### [Problem details]
Word for word, set down the entries that follow.

(Saved data entries)
####################

#[cfg(test)]
mod tests {
    use super::*;
    use crate::assembly::opcodes;
    use crate::metadata::Token;

    fn context_parts() -> (FunctionId, LabelGen) {
        (
            FunctionId::new(Token::new(0x0600_0001), "Test::Target"),
            LabelGen::new(),
        )
    }

    struct Identity;
    impl TranspilerPass for Identity {
        fn name(&self) -> &str {
            "identity"
        }
    }

    struct ConstantDoubler;
    impl TranspilerPass for ConstantDoubler {
        fn name(&self) -> &str {
            "constant_doubler"
        }
        fn transpile(
            &self,
            _ctx: &mut TranspileContext<'_>,
            code: Vec<Instruction>,
        ) -> Vec<Instruction> {
            code.into_iter()
                .map(|instr| {
                    if instr.opcode == opcodes::LDC_I4_2 {
                        let mut doubled = Instruction::ldc_i4(4);
                        doubled.id = instr.id;
                        doubled.labels = instr.labels;
                        doubled.blocks = instr.blocks;
                        doubled
                    } else {
                        instr
                    }
                })
                .collect()
        }
    }

    fn sample_code() -> Vec<Instruction> {
        vec![
            Instruction::op(opcodes::LDC_I4_2),
            Instruction::op(opcodes::DUP),
            Instruction::op(opcodes::ADD),
            Instruction::op(opcodes::RET),
        ]
    }

    #[test]
    fn empty_chain_is_identity() {
        let (function, mut labels) = context_parts();
        let mut ctx = TranspileContext {
            function: &function,
            labels: &mut labels,
        };

        let code = sample_code();
        let ids: Vec<InstrId> = code.iter().map(|i| i.id).collect();
        let mnemonics: Vec<&str> = code.iter().map(|i| i.mnemonic).collect();

        let out = run_chain(&mut ctx, &[], code).unwrap();
        assert_eq!(out.iter().map(|i| i.id).collect::<Vec<_>>(), ids);
        assert_eq!(out.iter().map(|i| i.mnemonic).collect::<Vec<_>>(), mnemonics);
    }

    #[test]
    fn identity_pass_changes_nothing() {
        let (function, mut labels) = context_parts();
        let mut ctx = TranspileContext {
            function: &function,
            labels: &mut labels,
        };

        let code = sample_code();
        let ids: Vec<InstrId> = code.iter().map(|i| i.id).collect();

        let passes: Vec<Arc<dyn TranspilerPass>> = vec![Arc::new(Identity)];
        let out = run_chain(&mut ctx, &passes, code).unwrap();
        assert_eq!(out.iter().map(|i| i.id).collect::<Vec<_>>(), ids);
    }

    #[test]
    fn canonical_pass_rewrites_in_place() {
        let (function, mut labels) = context_parts();
        let mut ctx = TranspileContext {
            function: &function,
            labels: &mut labels,
        };

        let passes: Vec<Arc<dyn TranspilerPass>> = vec![Arc::new(ConstantDoubler)];
        let out = run_chain(&mut ctx, &passes, sample_code()).unwrap();

        assert_eq!(out[0].mnemonic, "ldc.i4.4");
        assert_eq!(out[1].mnemonic, "dup");
    }

    struct OpcodeOnly {
        layout: FieldMap,
    }

    impl OpcodeOnly {
        fn new() -> Self {
            OpcodeOnly {
                layout: FieldMap::new()
                    .map(CanonicalField::Opcode, "code")
                    .map(CanonicalField::Operand, "value"),
            }
        }
    }

    impl TranspilerPass for OpcodeOnly {
        fn name(&self) -> &str {
            "opcode_only"
        }
        fn foreign_layout(&self) -> Option<&FieldMap> {
            Some(&self.layout)
        }
        fn transpile_foreign(
            &self,
            _ctx: &mut TranspileContext<'_>,
            code: Vec<ForeignInstruction>,
        ) -> Vec<ForeignInstruction> {
            code
        }
    }

    #[test]
    fn foreign_identity_preserves_unmapped_fields() {
        let (function, mut labels) = context_parts();

        let mut code = sample_code();
        let label = labels.fresh();
        code[3].attach_label(label);
        code[0].attach_block(ExceptionBlock::new(ExceptionBlockType::BeginExceptionBlock));
        code[3].attach_block(ExceptionBlock::new(ExceptionBlockType::EndExceptionBlock));

        let mut ctx = TranspileContext {
            function: &function,
            labels: &mut labels,
        };
        let passes: Vec<Arc<dyn TranspilerPass>> = vec![Arc::new(OpcodeOnly::new())];
        let out = run_chain(&mut ctx, &passes, code).unwrap();

        assert_eq!(out.len(), 4);
        assert!(out[3].labels.contains(&label));
        assert_eq!(
            out[0].blocks[0].block_type,
            ExceptionBlockType::BeginExceptionBlock
        );
        assert_eq!(
            out[3].blocks[0].block_type,
            ExceptionBlockType::EndExceptionBlock
        );
    }

    struct TailDuplicator {
        layout: FieldMap,
    }

    impl TailDuplicator {
        fn new() -> Self {
            TailDuplicator {
                layout: FieldMap::new().map(CanonicalField::Opcode, "code"),
            }
        }
    }

    impl TranspilerPass for TailDuplicator {
        fn name(&self) -> &str {
            "tail_duplicator"
        }
        fn foreign_layout(&self) -> Option<&FieldMap> {
            Some(&self.layout)
        }
        fn transpile_foreign(
            &self,
            _ctx: &mut TranspileContext<'_>,
            mut code: Vec<ForeignInstruction>,
        ) -> Vec<ForeignInstruction> {
            let last = code.last().cloned();
            code.push(ForeignInstruction::new());
            if let Some(last) = last {
                code.push(last);
            }
            code
        }
    }

    #[test]
    fn duplicated_end_marker_stays_on_intact_region() {
        let (function, mut labels) = context_parts();

        let mut code = sample_code();
        code[0].attach_block(ExceptionBlock::new(ExceptionBlockType::BeginExceptionBlock));
        code[3].attach_block(ExceptionBlock::new(ExceptionBlockType::EndExceptionBlock));

        let mut ctx = TranspileContext {
            function: &function,
            labels: &mut labels,
        };
        let passes: Vec<Arc<dyn TranspilerPass>> = vec![Arc::new(TailDuplicator::new())];
        let out = run_chain(&mut ctx, &passes, code).unwrap();

        // [orig0, orig1, orig2, orig3, fresh-nop, orig3-copy]
        assert_eq!(out.len(), 6);
        assert_eq!(
            out[3].blocks.first().map(|b| b.block_type),
            Some(ExceptionBlockType::EndExceptionBlock)
        );
        assert!(out[5].blocks.is_empty());
        assert!(out[4].blocks.is_empty());
    }

    #[test]
    fn short_branches_are_widened_for_foreign_passes() {
        let (function, mut labels) = context_parts();

        let label = labels.fresh();
        let mut code = vec![
            Instruction::new(
                0,
                opcodes::BR_S,
                Operand::Label(label),
            )
            .unwrap(),
            Instruction::op(opcodes::RET),
        ];
        code[1].attach_label(label);

        let mut ctx = TranspileContext {
            function: &function,
            labels: &mut labels,
        };
        let passes: Vec<Arc<dyn TranspilerPass>> = vec![Arc::new(OpcodeOnly::new())];
        let out = run_chain(&mut ctx, &passes, code).unwrap();

        assert_eq!(out[0].opcode, opcodes::BR);
    }

    #[test]
    fn argument_shift_skips_slot_zero() {
        let mut code = vec![
            Instruction::load_arg(0),
            Instruction::load_arg(1),
            Instruction::load_arg(3),
            Instruction::store_arg(2),
            Instruction::load_arg_addr(1),
            Instruction::load_local(1),
        ];

        shift_arguments(&mut code);

        assert_eq!(code[0].arg_access(), Some((ArgAccess::Load, 0)));
        assert_eq!(code[1].arg_access(), Some((ArgAccess::Load, 2)));
        assert_eq!(code[2].arg_access(), Some((ArgAccess::Load, 4)));
        assert_eq!(code[3].arg_access(), Some((ArgAccess::Store, 3)));
        assert_eq!(code[4].arg_access(), Some((ArgAccess::LoadAddr, 2)));
        assert_eq!(code[5].arg_access(), None);
        assert_eq!(code[5].mnemonic, "ldloc.1");
    }
}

####################

### [The completed task]
#[cfg(test)]
mod tests {
    use super::*;
    use crate::assembly::opcodes;
    use crate::metadata::Token;

    fn context_parts() -> (FunctionId, LabelGen) {
        (
            FunctionId::new(Token::new(0x0600_0001), "Test::Target"),
            LabelGen::new(),
        )
    }

    struct Identity;
    impl TranspilerPass for Identity {
        fn name(&self) -> &str {
            "identity"
        }
    }

    struct ConstantDoubler;
    impl TranspilerPass for ConstantDoubler {
        fn name(&self) -> &str {
            "constant_doubler"
        }
        fn transpile(
            &self,
            _ctx: &mut TranspileContext<'_>,
            code: Vec<Instruction>,
        ) -> Vec<Instruction> {
            code.into_iter()
                .map(|instr| {
                    if instr.opcode == opcodes::LDC_I4_2 {
                        let mut doubled = Instruction::ldc_i4(4);
                        doubled.id = instr.id;
                        doubled.labels = instr.labels;
                        doubled.blocks = instr.blocks;
                        doubled
                    } else {
                        instr
                    }
                })
                .collect()
        }
    }

    fn sample_code() -> Vec<Instruction> {
        vec![
            Instruction::op(opcodes::LDC_I4_2),
            Instruction::op(opcodes::DUP),
            Instruction::op(opcodes::ADD),
            Instruction::op(opcodes::RET),
        ]
    }

    #[test]
    fn empty_chain_is_identity() {
        let (function, mut labels) = context_parts();
        let mut ctx = TranspileContext {
            function: &function,
            labels: &mut labels,
        };

        let code = sample_code();
        let ids: Vec<InstrId> = code.iter().map(|i| i.id).collect();
        let mnemonics: Vec<&str> = code.iter().map(|i| i.mnemonic).collect();

        let out = run_chain(&mut ctx, &[], code).unwrap();
        assert_eq!(out.iter().map(|i| i.id).collect::<Vec<_>>(), ids);
        assert_eq!(out.iter().map(|i| i.mnemonic).collect::<Vec<_>>(), mnemonics);
    }

    #[test]
    fn identity_pass_changes_nothing() {
        let (function, mut labels) = context_parts();
        let mut ctx = TranspileContext {
            function: &function,
            labels: &mut labels,
        };

        let code = sample_code();
        let ids: Vec<InstrId> = code.iter().map(|i| i.id).collect();

        let passes: Vec<Arc<dyn TranspilerPass>> = vec![Arc::new(Identity)];
        let out = run_chain(&mut ctx, &passes, code).unwrap();
        assert_eq!(out.iter().map(|i| i.id).collect::<Vec<_>>(), ids);
    }

    #[test]
    fn canonical_pass_rewrites_in_place() {
        let (function, mut labels) = context_parts();
        let mut ctx = TranspileContext {
            function: &function,
            labels: &mut labels,
        };

        let passes: Vec<Arc<dyn TranspilerPass>> = vec![Arc::new(ConstantDoubler)];
        let out = run_chain(&mut ctx, &passes, sample_code()).unwrap();

        assert_eq!(out[0].mnemonic, "ldc.i4.4");
        assert_eq!(out[1].mnemonic, "dup");
    }

    struct OpcodeOnly {
        layout: FieldMap,
    }

    impl OpcodeOnly {
        fn new() -> Self {
            OpcodeOnly {
                layout: FieldMap::new()
                    .map(CanonicalField::Opcode, "code")
                    .map(CanonicalField::Operand, "value"),
            }
        }
    }

    impl TranspilerPass for OpcodeOnly {
        fn name(&self) -> &str {
            "opcode_only"
        }
        fn foreign_layout(&self) -> Option<&FieldMap> {
            Some(&self.layout)
        }
        fn transpile_foreign(
            &self,
            _ctx: &mut TranspileContext<'_>,
            code: Vec<ForeignInstruction>,
        ) -> Vec<ForeignInstruction> {
            code
        }
    }

    #[test]
    fn foreign_identity_preserves_unmapped_fields() {
        let (function, mut labels) = context_parts();

        let mut code = sample_code();
        let label = labels.fresh();
        code[3].attach_label(label);
        code[0].attach_block(ExceptionBlock::new(ExceptionBlockType::BeginExceptionBlock));
        code[3].attach_block(ExceptionBlock::new(ExceptionBlockType::EndExceptionBlock));

        let mut ctx = TranspileContext {
            function: &function,
            labels: &mut labels,
        };
        let passes: Vec<Arc<dyn TranspilerPass>> = vec![Arc::new(OpcodeOnly::new())];
        let out = run_chain(&mut ctx, &passes, code).unwrap();

        assert_eq!(out.len(), 4);
        assert!(out[3].labels.contains(&label));
        assert_eq!(
            out[0].blocks[0].block_type,
            ExceptionBlockType::BeginExceptionBlock
        );
        assert_eq!(
            out[3].blocks[0].block_type,
            ExceptionBlockType::EndExceptionBlock
        );
    }

    struct TailDuplicator {
        layout: FieldMap,
    }

    impl TailDuplicator {
        fn new() -> Self {
            TailDuplicator {
                layout: FieldMap::new().map(CanonicalField::Opcode, "code"),
            }
        }
    }

    impl TranspilerPass for TailDuplicator {
        fn name(&self) -> &str {
            "tail_duplicator"
        }
        fn foreign_layout(&self) -> Option<&FieldMap> {
            Some(&self.layout)
        }
        fn transpile_foreign(
            &self,
            _ctx: &mut TranspileContext<'_>,
            mut code: Vec<ForeignInstruction>,
        ) -> Vec<ForeignInstruction> {
            let last = code.last().cloned();
            code.push(ForeignInstruction::new());
            if let Some(last) = last {
                code.push(last);
            }
            code
        }
    }

    #[test]
    fn duplicated_end_marker_stays_on_intact_region() {
        let (function, mut labels) = context_parts();

        let mut code = sample_code();
        code[0].attach_block(ExceptionBlock::new(ExceptionBlockType::BeginExceptionBlock));
        code[3].attach_block(ExceptionBlock::new(ExceptionBlockType::EndExceptionBlock));

        let mut ctx = TranspileContext {
            function: &function,
            labels: &mut labels,
        };
        let passes: Vec<Arc<dyn TranspilerPass>> = vec![Arc::new(TailDuplicator::new())];
        let out = run_chain(&mut ctx, &passes, code).unwrap();

        // [orig0, orig1, orig2, orig3, fresh-nop, orig3-copy]
        assert_eq!(out.len(), 6);
        assert_eq!(
            out[3].blocks.first().map(|b| b.block_type),
            Some(ExceptionBlockType::EndExceptionBlock)
        );
        assert!(out[5].blocks.is_empty());
        assert!(out[4].blocks.is_empty());
    }

    #[test]
    fn short_branches_are_widened_for_foreign_passes() {
        let (function, mut labels) = context_parts();

        let label = labels.fresh();
        let mut code = vec![
            Instruction::new(
                0,
                opcodes::BR_S,
                Operand::Label(label),
            )
            .unwrap(),
            Instruction::op(opcodes::RET),
        ];
        code[1].attach_label(label);

        let mut ctx = TranspileContext {
            function: &function,
            labels: &mut labels,
        };
        let passes: Vec<Arc<dyn TranspilerPass>> = vec![Arc::new(OpcodeOnly::new())];
        let out = run_chain(&mut ctx, &passes, code).unwrap();

        assert_eq!(out[0].opcode, opcodes::BR);
    }

    #[test]
    fn argument_shift_skips_slot_zero() {
        let mut code = vec![
            Instruction::load_arg(0),
            Instruction::load_arg(1),
            Instruction::load_arg(3),
            Instruction::store_arg(2),
            Instruction::load_arg_addr(1),
            Instruction::load_local(1),
        ];

        shift_arguments(&mut code);

        assert_eq!(code[0].arg_access(), Some((ArgAccess::Load, 0)));
        assert_eq!(code[1].arg_access(), Some((ArgAccess::Load, 2)));
        assert_eq!(code[2].arg_access(), Some((ArgAccess::Load, 4)));
        assert_eq!(code[3].arg_access(), Some((ArgAccess::Store, 3)));
        assert_eq!(code[4].arg_access(), Some((ArgAccess::LoadAddr, 2)));
        assert_eq!(code[5].arg_access(), None);
        assert_eq!(code[5].mnemonic, "ldloc.1");
    }
}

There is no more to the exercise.